Further, while there may be documents reflecting Plaintiff’s work on June 8, 2016 that might provide some evidence about whether Plaintiff was on-the-clock at the time of the incident, Defendants have provided no rationale about why this issue is at all relevant to this premises liability action.

Finally, Defendants argue that some of Plaintiff’s employment records may show the extent of his work hours after the accident. If Plaintiff contends that he was off work int the weeks or months after the accident tending to injuries he sustained on Defendant’s premises, his time sheets should be produced in response to the subpoena. If he does not so contend, there are no relevant documents to be produced by Rooter Master, and the entire subpoena should be quashed.

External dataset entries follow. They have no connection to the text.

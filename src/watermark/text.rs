// Glyph measurement and rasterization

use image::{Rgba, RgbaImage};
use rusttype::{point, Font, Scale};

/// Ink bounding box of a text run, in pixels.
#[derive(Debug, Clone, Copy, PartialEq, Eq)]
pub struct TextSize {
    pub w: u32,
    pub h: u32,
}

impl TextSize {
    pub const ZERO: TextSize = TextSize { w: 0, h: 0 };
}

/// Measure the ink bounding box of `text` at `px` pixels. Empty strings and
/// runs with no visible glyphs (e.g. whitespace) measure (0, 0).
pub fn measure_text(font: &Font<'_>, px: f32, text: &str) -> TextSize {
    if text.is_empty() {
        return TextSize::ZERO;
    }

    let scale = Scale::uniform(px);
    let v_metrics = font.v_metrics(scale);

    let mut min_x = i32::MAX;
    let mut min_y = i32::MAX;
    let mut max_x = i32::MIN;
    let mut max_y = i32::MIN;

    for glyph in font.layout(text, scale, point(0.0, v_metrics.ascent)) {
        if let Some(bb) = glyph.pixel_bounding_box() {
            min_x = min_x.min(bb.min.x);
            min_y = min_y.min(bb.min.y);
            max_x = max_x.max(bb.max.x);
            max_y = max_y.max(bb.max.y);
        }
    }

    if max_x < min_x {
        return TextSize::ZERO;
    }

    TextSize {
        w: (max_x - min_x) as u32,
        h: (max_y - min_y) as u32,
    }
}

/// Draw `text` onto `canvas` with its line box's top-left at `(x, y)`.
/// Glyph coverage blends the fill color over whatever the canvas already
/// holds, so text can sit on an already-drawn bar.
pub fn draw_text(
    canvas: &mut RgbaImage,
    font: &Font<'_>,
    px: f32,
    x: u32,
    y: u32,
    color: Rgba<u8>,
    text: &str,
) {
    if text.is_empty() {
        return;
    }

    let scale = Scale::uniform(px);
    let v_metrics = font.v_metrics(scale);
    let baseline = y as f32 + v_metrics.ascent;

    for glyph in font.layout(text, scale, point(x as f32, baseline)) {
        let bb = match glyph.pixel_bounding_box() {
            Some(bb) => bb,
            None => continue,
        };
        glyph.draw(|gx, gy, v| {
            let px_x = gx as i32 + bb.min.x;
            let px_y = gy as i32 + bb.min.y;
            if px_x < 0 || px_y < 0 {
                return;
            }
            let (px_x, px_y) = (px_x as u32, px_y as u32);
            if px_x >= canvas.width() || px_y >= canvas.height() {
                return;
            }
            if v <= 0.0 {
                return;
            }
            let v = v.min(1.0);
            let dst = canvas.get_pixel_mut(px_x, px_y);
            let inv = 1.0 - v;
            for c in 0..4 {
                dst.0[c] = (color.0[c] as f32 * v + dst.0[c] as f32 * inv) as u8;
            }
        });
    }
}
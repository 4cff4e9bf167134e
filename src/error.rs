// Photomark Error Types

use thiserror::Error;

#[derive(Error, Debug)]
pub enum PhotomarkError {
    #[error("Image load error: {0}")]
    ImageLoad(String),

    #[error("Font load error: {0}")]
    FontLoad(String),

    #[error("Render error: {0}")]
    Render(String),

    #[error("Save error: {0}")]
    Save(String),

    #[error("IO error: {0}")]
    Io(#[from] std::io::Error),

    #[error("Invalid path: {0}")]
    InvalidPath(String),

    #[error("{0}")]
    Other(String),
}

impl From<anyhow::Error> for PhotomarkError {
    fn from(err: anyhow::Error) -> Self {
        PhotomarkError::Other(err.to_string())
    }
}

pub type Result<T> = std::result::Result<T, PhotomarkError>;
// Caption rendering and compositing
//
// Draws the two-bar block onto a transparent overlay the size of the
// source, composites it over the image, and encodes the result. Opaque
// destination formats (jpg, bmp) are flattened before the write.

use image::{imageops, DynamicImage, Rgba, RgbaImage};
use std::path::Path;

use crate::constants::{
    LOCATION_BAR_COLOR, LOCATION_TEXT_COLOR, OPAQUE_EXTENSIONS, TIME_TEXT_COLOR, TITLE_BAR_COLOR,
    TITLE_TEXT_COLOR,
};
use crate::error::{PhotomarkError, Result};

use super::font::resolve_font;
use super::layout::BlockLayout;
use super::text::{draw_text, measure_text};
use super::WatermarkSpec;

/// Render the caption block onto a copy of `source`. The output always has
/// the source's pixel dimensions; the source itself is never mutated.
pub fn render(source: &DynamicImage, spec: &WatermarkSpec) -> Result<RgbaImage> {
    if spec.base_font_size == 0 {
        return Err(PhotomarkError::Render("base font size must be positive".to_string()));
    }

    let mut base = source.to_rgba8();
    let (img_w, img_h) = base.dimensions();

    let font = resolve_font(spec.font_path.as_deref());
    let time_str = spec.time_string();

    let title_size = measure_text(&font, spec.title_font_px(), &spec.title);
    let time_size = measure_text(&font, spec.base_font_px(), &time_str);
    let location_size = measure_text(&font, spec.base_font_px(), &spec.location);

    let layout = BlockLayout::compute(
        title_size,
        time_size,
        location_size,
        spec.base_font_size,
        !spec.title.is_empty(),
    );

    let (x, y) = spec.anchor.resolve(
        img_w,
        img_h,
        layout.width,
        layout.height(),
        spec.padding.0,
        spec.padding.1,
    );

    let mut overlay = RgbaImage::new(img_w, img_h);

    // Title bar with the title and timestamp lines
    fill_rect(&mut overlay, x, y, layout.width, layout.title_bar_height, Rgba(TITLE_BAR_COLOR));
    if !spec.title.is_empty() {
        draw_text(
            &mut overlay,
            &font,
            spec.title_font_px(),
            x + layout.h_pad,
            y + layout.v_pad,
            Rgba(TITLE_TEXT_COLOR),
            &spec.title,
        );
    }
    // The timestamp line is always rendered.
    draw_text(
        &mut overlay,
        &font,
        spec.base_font_px(),
        x + layout.h_pad,
        y + layout.time_line_offset_y(),
        Rgba(TIME_TEXT_COLOR),
        &time_str,
    );

    // Location bar directly below, no gap
    fill_rect(
        &mut overlay,
        x,
        y + layout.title_bar_height,
        layout.width,
        layout.location_bar_height,
        Rgba(LOCATION_BAR_COLOR),
    );
    if !spec.location.is_empty() {
        draw_text(
            &mut overlay,
            &font,
            spec.base_font_px(),
            x + layout.h_pad,
            y + layout.location_text_offset_y(),
            Rgba(LOCATION_TEXT_COLOR),
            &spec.location,
        );
    }

    imageops::overlay(&mut base, &overlay, 0, 0);
    Ok(base)
}

/// Watermark one file end to end. Every failure (load, font, render, save)
/// is caught and logged; callers get a boolean so batch loops keep going.
pub fn apply_to_file(input: &Path, output: &Path, spec: &WatermarkSpec) -> bool {
    match try_apply(input, output, spec) {
        Ok(()) => {
            log::info!(
                "Captioned {} -> {} (anchor {:?})",
                input.display(),
                output.display(),
                spec.anchor
            );
            true
        }
        Err(e) => {
            log::error!("Failed to caption {}: {}", input.display(), e);
            false
        }
    }
}

fn try_apply(input: &Path, output: &Path, spec: &WatermarkSpec) -> Result<()> {
    let source = load_image(input)?;
    let rendered = render(&source, spec)?;
    save_image(&rendered, output)
}

/// Decode an image file.
pub fn load_image(path: &Path) -> Result<DynamicImage> {
    image::open(path)
        .map_err(|e| PhotomarkError::ImageLoad(format!("failed to open {}: {}", path.display(), e)))
}

/// Encode to `path`, flattening the alpha channel when the extension
/// implies an opaque format.
pub fn save_image(img: &RgbaImage, path: &Path) -> Result<()> {
    if let Some(parent) = path.parent() {
        if !parent.as_os_str().is_empty() {
            std::fs::create_dir_all(parent)?;
        }
    }

    let ext = path
        .extension()
        .and_then(|e| e.to_str())
        .map(|e| e.to_lowercase())
        .unwrap_or_default();

    let result = if OPAQUE_EXTENSIONS.contains(&ext.as_str()) {
        DynamicImage::ImageRgba8(img.clone()).to_rgb8().save(path)
    } else {
        img.save(path)
    };

    result.map_err(|e| PhotomarkError::Save(format!("failed to write {}: {}", path.display(), e)))
}

/// Overwrite a rectangle of pixels, clipped to the canvas. Rectangle fills
/// replace pixel values (including alpha); blending happens only at the
/// final composite.
fn fill_rect(canvas: &mut RgbaImage, x: u32, y: u32, w: u32, h: u32, color: Rgba<u8>) {
    let x_end = (x.saturating_add(w)).min(canvas.width());
    let y_end = (y.saturating_add(h)).min(canvas.height());
    for yy in y..y_end {
        for xx in x..x_end {
            canvas.put_pixel(xx, yy, color);
        }
    }
}

#[cfg(test)]
mod tests {
    use super::*;
    use crate::watermark::Anchor;
    use chrono::NaiveDate;
    use tempfile::TempDir;

    fn test_spec() -> WatermarkSpec {
        WatermarkSpec {
            title: "Site record".to_string(),
            location: "North gate".to_string(),
            timestamp: NaiveDate::from_ymd_opt(2024, 1, 1)
                .unwrap()
                .and_hms_opt(8, 0, 0)
                .unwrap(),
            anchor: Anchor::BottomRight,
            padding: (30, 30),
            base_font_size: 20,
            font_path: None,
        }
    }

    fn solid_image(w: u32, h: u32, rgb: [u8; 3]) -> DynamicImage {
        let buf = RgbaImage::from_pixel(w, h, Rgba([rgb[0], rgb[1], rgb[2], 255]));
        DynamicImage::ImageRgba8(buf)
    }

    #[test]
    fn test_output_keeps_source_dimensions() {
        let source = solid_image(640, 480, [10, 10, 10]);
        let out = render(&source, &test_spec()).unwrap();
        assert_eq!(out.dimensions(), (640, 480));
    }

    #[test]
    fn test_title_bar_pixel_at_resolved_origin() {
        let source = solid_image(800, 600, [0, 0, 0]);
        let mut spec = test_spec();
        spec.anchor = Anchor::TopLeft;
        spec.padding = (0, 0);

        let out = render(&source, &spec).unwrap();
        // Block origin is (0,0); the title bar is opaque blue there.
        assert_eq!(out.get_pixel(0, 0), &Rgba([20, 120, 220, 255]));
    }

    #[test]
    fn test_location_bar_blends_half_white_over_black() {
        let source = solid_image(800, 600, [0, 0, 0]);
        let mut spec = test_spec();
        spec.anchor = Anchor::TopLeft;
        spec.padding = (0, 0);
        spec.location = String::new();

        // Recompute where the location bar starts.
        let font = resolve_font(None);
        let title_size = measure_text(&font, spec.title_font_px(), &spec.title);
        let time_size = measure_text(&font, spec.base_font_px(), &spec.time_string());
        let layout = BlockLayout::compute(
            title_size,
            time_size,
            crate::watermark::text::TextSize::ZERO,
            spec.base_font_size,
            true,
        );

        let out = render(&source, &spec).unwrap();
        let p = out.get_pixel(1, layout.title_bar_height + 1);
        // 50% white over black lands near mid-gray on every channel.
        for c in 0..3 {
            assert!(
                (115..=140).contains(&p.0[c]),
                "expected mid-gray in the location bar, got {:?}",
                p
            );
        }
    }

    #[test]
    fn test_empty_location_still_draws_bar() {
        let source = solid_image(800, 600, [0, 0, 0]);
        let mut spec = test_spec();
        spec.anchor = Anchor::BottomLeft;
        spec.padding = (0, 0);
        spec.location = String::new();

        let out = render(&source, &spec).unwrap();
        // Bottom-left corner sits inside the location bar: must not be the
        // untouched black base.
        let p = out.get_pixel(1, 599);
        assert_ne!(p, &Rgba([0, 0, 0, 255]), "location bar must be drawn even with no text");
    }

    #[test]
    fn test_zero_font_size_is_a_render_error() {
        let source = solid_image(100, 100, [0, 0, 0]);
        let mut spec = test_spec();
        spec.base_font_size = 0;
        assert!(matches!(render(&source, &spec), Err(PhotomarkError::Render(_))));
    }

    #[test]
    fn test_jpeg_output_is_flattened_opaque() {
        let tmp = TempDir::new().unwrap();
        let input = tmp.path().join("in.png");
        let output = tmp.path().join("out.jpg");
        solid_image(320, 240, [200, 50, 50]).save(&input).unwrap();

        assert!(apply_to_file(&input, &output, &test_spec()));

        let written = image::open(&output).unwrap();
        assert!(
            !written.color().has_alpha(),
            "jpeg output must carry no alpha channel"
        );
    }

    #[test]
    fn test_bmp_output_is_flattened_opaque() {
        let tmp = TempDir::new().unwrap();
        let input = tmp.path().join("in.png");
        let output = tmp.path().join("out.bmp");
        solid_image(320, 240, [200, 50, 50]).save(&input).unwrap();

        assert!(apply_to_file(&input, &output, &test_spec()));

        let written = image::open(&output).unwrap();
        assert!(!written.color().has_alpha(), "bmp output must carry no alpha channel");
    }

    #[test]
    fn test_png_output_keeps_alpha() {
        let tmp = TempDir::new().unwrap();
        let input = tmp.path().join("in.png");
        let output = tmp.path().join("out.png");
        solid_image(320, 240, [200, 50, 50]).save(&input).unwrap();

        assert!(apply_to_file(&input, &output, &test_spec()));

        let written = image::open(&output).unwrap();
        assert!(written.color().has_alpha(), "png output keeps its alpha channel");
    }

    #[test]
    fn test_apply_to_file_reports_failure_on_corrupt_input() {
        let tmp = TempDir::new().unwrap();
        let input = tmp.path().join("broken.png");
        let output = tmp.path().join("out.png");
        std::fs::write(&input, b"not an image at all").unwrap();

        assert!(!apply_to_file(&input, &output, &test_spec()));
        assert!(!output.exists(), "no output should appear for a failed load");
    }

    #[test]
    fn test_fill_rect_clips_to_canvas() {
        let mut canvas = RgbaImage::new(10, 10);
        // Larger than the canvas on both axes; must not panic.
        fill_rect(&mut canvas, 5, 5, 100, 100, Rgba([1, 2, 3, 255]));
        assert_eq!(canvas.get_pixel(9, 9), &Rgba([1, 2, 3, 255]));
        assert_eq!(canvas.get_pixel(4, 4), &Rgba([0, 0, 0, 0]));
    }
}
// Photomark - Library Entry Point

pub mod batch;
pub mod constants;
pub mod error;
pub mod watermark;

pub use batch::{run_batch, BatchOptions, BatchReport, TimeIncrement};
pub use error::{PhotomarkError, Result};
pub use watermark::{apply_to_file, render, Anchor, WatermarkSpec};
// Photomark Constants
// Layout ratios and colors reproduce the reference caption style exactly.
// Do not change without re-checking the layout tests.

// Bar and text colors (RGBA)
pub const TITLE_BAR_COLOR: [u8; 4] = [20, 120, 220, 255];
pub const TITLE_TEXT_COLOR: [u8; 4] = [255, 255, 255, 255];
pub const TIME_TEXT_COLOR: [u8; 4] = [240, 240, 240, 255];
pub const LOCATION_BAR_COLOR: [u8; 4] = [255, 255, 255, 128];
pub const LOCATION_TEXT_COLOR: [u8; 4] = [0, 0, 0, 255];

// Font scaling
pub const TITLE_FONT_SCALE: f32 = 1.4;

// Inner paddings relative to the base font size (truncated to pixels)
pub const BAR_H_PADDING_RATIO: f32 = 0.6;
pub const BAR_V_PADDING_RATIO: f32 = 0.3;
pub const TITLE_TIME_GAP_RATIO: f32 = 0.15;

// Fixed extra height on the title bar for visual balance
pub const TITLE_BAR_EXTRA_PX: u32 = 10;

// Vertical padding multipliers per bar. The location bar's 10x is
// intentional-looking but inherited; it produces the large bottom band.
pub const TITLE_BAR_V_PAD_FACTOR: u32 = 2;
pub const LOCATION_BAR_V_PAD_FACTOR: u32 = 10;

// Timestamp rendering
pub const TIMESTAMP_FORMAT: &str = "%Y-%m-%d %H:%M:%S";

// Accepted input extensions (case-insensitive match)
pub const IMAGE_EXTENSIONS: [&str; 4] = ["png", "jpg", "jpeg", "bmp"];

// Output extensions that cannot carry an alpha channel
pub const OPAQUE_EXTENSIONS: [&str; 3] = ["jpg", "jpeg", "bmp"];

// Batch time increment jitter ranges, seconds (inclusive)
pub const INCREMENT_ONE_MIN_SECS: (i64, i64) = (61, 89);
pub const INCREMENT_TWO_MIN_SECS: (i64, i64) = (117, 139);
pub const INCREMENT_FIVE_MIN_SECS: (i64, i64) = (311, 325);
pub const INCREMENT_TEN_MIN_SECS: (i64, i64) = (607, 611);
pub const INCREMENT_RANDOM_SECS: (i64, i64) = (60, 300);

// Font resolution
pub const BUNDLED_FONT_DIR: &str = "assets/fonts";
pub const BUNDLED_FONT_FILES: [&str; 2] = ["DejaVuSans.ttf", "arial.ttf"];

#[cfg(target_os = "windows")]
pub const SYSTEM_FONT_CANDIDATES: [&str; 3] = [
    "C:/Windows/Fonts/arial.ttf",
    "C:/Windows/Fonts/arialuni.ttf",
    "C:/Windows/Fonts/segoeui.ttf",
];

#[cfg(target_os = "macos")]
pub const SYSTEM_FONT_CANDIDATES: [&str; 3] = [
    "/Library/Fonts/Arial.ttf",
    "/System/Library/Fonts/Supplemental/Arial.ttf",
    "/System/Library/Fonts/Supplemental/Helvetica.ttf",
];

#[cfg(not(any(target_os = "windows", target_os = "macos")))]
pub const SYSTEM_FONT_CANDIDATES: [&str; 3] = [
    "/usr/share/fonts/truetype/dejavu/DejaVuSans.ttf",
    "/usr/share/fonts/dejavu/DejaVuSans.ttf",
    "/usr/share/fonts/TTF/DejaVuSans.ttf",
];
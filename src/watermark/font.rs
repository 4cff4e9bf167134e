// Font loading and fallback resolution
//
// Probe order: explicit path, bundled assets next to the executable,
// OS-standard font locations, then the face embedded in the binary.
// A bad font path is therefore never fatal; it only changes glyph shapes.

use once_cell::sync::Lazy;
use parking_lot::Mutex;
use rusttype::Font;
use std::collections::HashMap;
use std::path::{Path, PathBuf};
use std::sync::Arc;

use crate::constants::{BUNDLED_FONT_DIR, BUNDLED_FONT_FILES, SYSTEM_FONT_CANDIDATES};
use crate::error::{PhotomarkError, Result};

static FONT_CACHE: Lazy<Mutex<HashMap<PathBuf, Arc<Font<'static>>>>> =
    Lazy::new(|| Mutex::new(HashMap::new()));

static EMBEDDED_FONT: Lazy<Arc<Font<'static>>> = Lazy::new(|| {
    let bytes: &'static [u8] = include_bytes!("../../assets/fonts/DejaVuSans.ttf");
    Arc::new(Font::try_from_bytes(bytes).expect("embedded font face parses"))
});

/// Load and cache a single font file. Fails with `FontLoad` when the file
/// is missing or not a parseable TrueType face.
pub fn load_font(path: &Path) -> Result<Arc<Font<'static>>> {
    if let Some(f) = FONT_CACHE.lock().get(path) {
        return Ok(Arc::clone(f));
    }

    let bytes = std::fs::read(path)
        .map_err(|e| PhotomarkError::FontLoad(format!("failed to read {}: {}", path.display(), e)))?;
    let font = Font::try_from_vec(bytes)
        .ok_or_else(|| PhotomarkError::FontLoad(format!("failed to parse {}", path.display())))?;

    let font = Arc::new(font);
    FONT_CACHE.lock().insert(path.to_path_buf(), Arc::clone(&font));
    Ok(font)
}

/// Resolve a usable font, starting from an optional explicit path and
/// walking the fallback chain. Always succeeds; the embedded face is the
/// last resort.
pub fn resolve_font(explicit: Option<&Path>) -> Arc<Font<'static>> {
    if let Some(path) = explicit {
        match load_font(path) {
            Ok(font) => return font,
            Err(e) => log::warn!("Font '{}' unavailable, falling back: {}", path.display(), e),
        }
    }

    for candidate in bundled_candidates() {
        if candidate.exists() {
            if let Ok(font) = load_font(&candidate) {
                return font;
            }
        }
    }

    for candidate in SYSTEM_FONT_CANDIDATES {
        let path = Path::new(candidate);
        if path.exists() {
            if let Ok(font) = load_font(path) {
                return font;
            }
        }
    }

    log::warn!("No font file found on disk, using the embedded default face");
    Arc::clone(&EMBEDDED_FONT)
}

/// Bundled font paths: beside the executable first, then the source tree
/// (useful for `cargo run` and tests).
fn bundled_candidates() -> Vec<PathBuf> {
    let mut dirs = Vec::new();
    if let Ok(exe) = std::env::current_exe() {
        if let Some(dir) = exe.parent() {
            dirs.push(dir.join(BUNDLED_FONT_DIR));
        }
    }
    dirs.push(PathBuf::from(env!("CARGO_MANIFEST_DIR")).join(BUNDLED_FONT_DIR));

    let mut paths = Vec::new();
    for dir in dirs {
        for name in BUNDLED_FONT_FILES {
            paths.push(dir.join(name));
        }
    }
    paths
}

#[cfg(test)]
mod tests {
    use super::*;

    #[test]
    fn test_resolve_always_yields_a_font() {
        let font = resolve_font(None);
        // A usable face reports sane vertical metrics.
        let vm = font.v_metrics(rusttype::Scale::uniform(40.0));
        assert!(vm.ascent > 0.0);
    }

    #[test]
    fn test_bogus_explicit_path_falls_back() {
        let font = resolve_font(Some(Path::new("/nonexistent/no-such-font.ttf")));
        let vm = font.v_metrics(rusttype::Scale::uniform(40.0));
        assert!(vm.ascent > 0.0, "fallback chain must still produce a font");
    }

    #[test]
    fn test_load_font_errors_on_missing_file() {
        let err = load_font(Path::new("/nonexistent/no-such-font.ttf"));
        assert!(matches!(err, Err(PhotomarkError::FontLoad(_))));
    }

    #[test]
    fn test_load_font_errors_on_non_font_file() {
        let tmp = tempfile::NamedTempFile::new().unwrap();
        std::fs::write(tmp.path(), b"definitely not a truetype file").unwrap();
        let err = load_font(tmp.path());
        assert!(matches!(err, Err(PhotomarkError::FontLoad(_))));
    }

    #[test]
    fn test_cache_returns_same_face() {
        let bundled = PathBuf::from(env!("CARGO_MANIFEST_DIR"))
            .join(BUNDLED_FONT_DIR)
            .join("DejaVuSans.ttf");
        let a = load_font(&bundled).unwrap();
        let b = load_font(&bundled).unwrap();
        assert!(Arc::ptr_eq(&a, &b), "second load must hit the cache");
    }
}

Plaintiff requests $2,100.00 in monetary sanctions be imposed against Defendants and their counsel of record for eight hours of reviewing the matter, meeting and conferring, preparing the motion, reviewing the opposition, preparing a reply, and participating at a hearing at a rate of $250.00 per hour, as well as fees and costs. The Court finds this to be an unreasonable amount. The Court finds $1,310.00 ($250.00/hr. x 5 hrs. plus one $60.00 filing fee) to be a reasonable amount of monetary sanctions to be imposed against Defendant.

The motion is GRANTED IN PART and DENIED IN PART.

To the extent that Plaintiff contends he was off work for injuries he sustained on Defendants’ premises – even if he does not claim lost wages — the Court orders the subpoena Defendants have issued to the custodian of records at Rooter Master Plumbing Services be limited by a protective order. Namely, the subpoena shall be valid only to the extent that it seeks time records showing the hours and days Plaintiff worked after June 8, 2016.

The Court orders Defendants and Defendants’ attorneys of record to pay $1,310.00, jointly and severally, to Plaintiff within 30 days of this order.

Plaintiff is ordered to give notice of this ruling.